◆ EXERCISE DETAILS
Repeat each line of the material below exactly.

(Beginning of TASK INPUT)

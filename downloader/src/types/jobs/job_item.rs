use chrono::{DateTime, SubsecRound, Utc};
use mongodb::bson::serde_helpers::{chrono_datetime_as_bson_datetime, uuid_1_as_binary};
use serde::{Deserialize, Serialize};
use uuid::Uuid;

use crate::types::jobs::types::JobStatus;
use crate::types::serde_helpers::optional_chrono_datetime_as_bson_datetime;

/// Progress of the document download stage, kept as a sub-document of the job
#[derive(Serialize, Deserialize, Debug, Clone, PartialEq, Eq, Default)]
#[serde(rename_all = "camelCase")]
pub struct StageProgress {
    pub status: JobStatus,
    #[serde(default)]
    pub total_documents: Option<u64>,
    #[serde(default, with = "optional_chrono_datetime_as_bson_datetime")]
    pub last_updated: Option<DateTime<Utc>>,
}

#[derive(Serialize, Deserialize, Debug, Clone, PartialEq, Eq, Default)]
#[serde(rename_all = "camelCase")]
pub struct ProcessingStages {
    #[serde(default)]
    pub document_download: StageProgress,
}

/// One unit of external work: download every document of a company.
///
/// Field names follow the `jobs` collection schema (camelCase), so records written
/// by other services deserialize without a mapping layer.
#[derive(Serialize, Deserialize, Debug, Clone, PartialEq, Eq)]
#[serde(rename_all = "camelCase")]
pub struct JobItem {
    /// an uuid to identify a job
    #[serde(rename = "_id", with = "uuid_1_as_binary")]
    pub id: Uuid,
    #[serde(default)]
    pub company_name: Option<String>,
    #[serde(default)]
    pub cin: Option<String>,
    pub job_status: JobStatus,
    /// identity of the worker holding the lease
    #[serde(default, skip_serializing_if = "Option::is_none")]
    pub locked_by: Option<String>,
    /// when the lease was taken
    #[serde(default, skip_serializing_if = "Option::is_none", with = "optional_chrono_datetime_as_bson_datetime")]
    pub locked_at: Option<DateTime<Utc>>,
    /// number of times the job was claimed
    #[serde(default)]
    pub attempts: u32,
    #[serde(default)]
    pub total_documents: u64,
    #[serde(default)]
    pub uploaded_documents: u64,
    #[serde(default)]
    pub failed_documents: u64,
    #[serde(default)]
    pub progress: u32,
    #[serde(default)]
    pub processing_stages: ProcessingStages,
    #[serde(with = "chrono_datetime_as_bson_datetime")]
    pub created_at: DateTime<Utc>,
    #[serde(with = "chrono_datetime_as_bson_datetime")]
    pub updated_at: DateTime<Utc>,
}

impl JobItem {
    /// Creates a new pending job. Used to seed the store; jobs are normally created by other services.
    pub fn create(company_name: impl Into<String>, cin: impl Into<String>) -> Self {
        let now = Utc::now().round_subsecs(3);
        Self {
            id: Uuid::new_v4(),
            company_name: Some(company_name.into()),
            cin: Some(cin.into()),
            job_status: JobStatus::Pending,
            locked_by: None,
            locked_at: None,
            attempts: 0,
            total_documents: 0,
            uploaded_documents: 0,
            failed_documents: 0,
            progress: 0,
            processing_stages: ProcessingStages::default(),
            created_at: now,
            updated_at: now,
        }
    }

    pub fn company_name_or_unknown(&self) -> &str {
        self.company_name.as_deref().unwrap_or("Unknown")
    }

    pub fn cin_or_unknown(&self) -> &str {
        self.cin.as_deref().unwrap_or("Unknown")
    }

    pub fn is_leased(&self) -> bool {
        self.locked_by.is_some() || self.locked_at.is_some()
    }
}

(End of TASK INPUT)

◆ ANSWER SPACE
filename downloader/src/types/jobs/job_item.rs
use chrono::{DateTime, SubsecRound, Utc};
use mongodb::bson::serde_helpers::{chrono_datetime_as_bson_datetime, uuid_1_as_binary};
use serde::{Deserialize, Serialize};
use uuid::Uuid;

use crate::types::jobs::types::JobStatus;
use crate::types::serde_helpers::optional_chrono_datetime_as_bson_datetime;

/// Progress of the document download stage, kept as a sub-document of the job
#[derive(Serialize, Deserialize, Debug, Clone, PartialEq, Eq, Default)]
#[serde(rename_all = "camelCase")]
pub struct StageProgress {
    pub status: JobStatus,
    #[serde(default)]
    pub total_documents: Option<u64>,
    #[serde(default, with = "optional_chrono_datetime_as_bson_datetime")]
    pub last_updated: Option<DateTime<Utc>>,
}

#[derive(Serialize, Deserialize, Debug, Clone, PartialEq, Eq, Default)]
#[serde(rename_all = "camelCase")]
pub struct ProcessingStages {
    #[serde(default)]
    pub document_download: StageProgress,
}

/// One unit of external work: download every document of a company.
///
/// Field names follow the `jobs` collection schema (camelCase), so records written
/// by other services deserialize without a mapping layer.
#[derive(Serialize, Deserialize, Debug, Clone, PartialEq, Eq)]
#[serde(rename_all = "camelCase")]
pub struct JobItem {
    /// an uuid to identify a job
    #[serde(rename = "_id", with = "uuid_1_as_binary")]
    pub id: Uuid,
    #[serde(default)]
    pub company_name: Option<String>,
    #[serde(default)]
    pub cin: Option<String>,
    pub job_status: JobStatus,
    /// identity of the worker holding the lease
    #[serde(default, skip_serializing_if = "Option::is_none")]
    pub locked_by: Option<String>,
    /// when the lease was taken
    #[serde(default, skip_serializing_if = "Option::is_none", with = "optional_chrono_datetime_as_bson_datetime")]
    pub locked_at: Option<DateTime<Utc>>,
    /// number of times the job was claimed
    #[serde(default)]
    pub attempts: u32,
    #[serde(default)]
    pub total_documents: u64,
    #[serde(default)]
    pub uploaded_documents: u64,
    #[serde(default)]
    pub failed_documents: u64,
    #[serde(default)]
    pub progress: u32,
    #[serde(default)]
    pub processing_stages: ProcessingStages,
    #[serde(with = "chrono_datetime_as_bson_datetime")]
    pub created_at: DateTime<Utc>,
    #[serde(with = "chrono_datetime_as_bson_datetime")]
    pub updated_at: DateTime<Utc>,
}

impl JobItem {
    /// Creates a new pending job. Used to seed the store; jobs are normally created by other services.
    pub fn create(company_name: impl Into<String>, cin: impl Into<String>) -> Self {
        let now = Utc::now().round_subsecs(3);
        Self {
            id: Uuid::new_v4(),
            company_name: Some(company_name.into()),
            cin: Some(cin.into()),
            job_status: JobStatus::Pending,
            locked_by: None,
            locked_at: None,
            attempts: 0,
            total_documents: 0,
            uploaded_documents: 0,
            failed_documents: 0,
            progress: 0,
            processing_stages: ProcessingStages::default(),
            created_at: now,
            updated_at: now,
        }
    }

    pub fn company_name_or_unknown(&self) -> &str {
        self.company_name.as_deref().unwrap_or("Unknown")
    }

    pub fn cin_or_unknown(&self) -> &str {
        self.cin.as_deref().unwrap_or("Unknown")
    }

    pub fn is_leased(&self) -> bool {
        self.locked_by.is_some() || self.locked_at.is_some()
    }
}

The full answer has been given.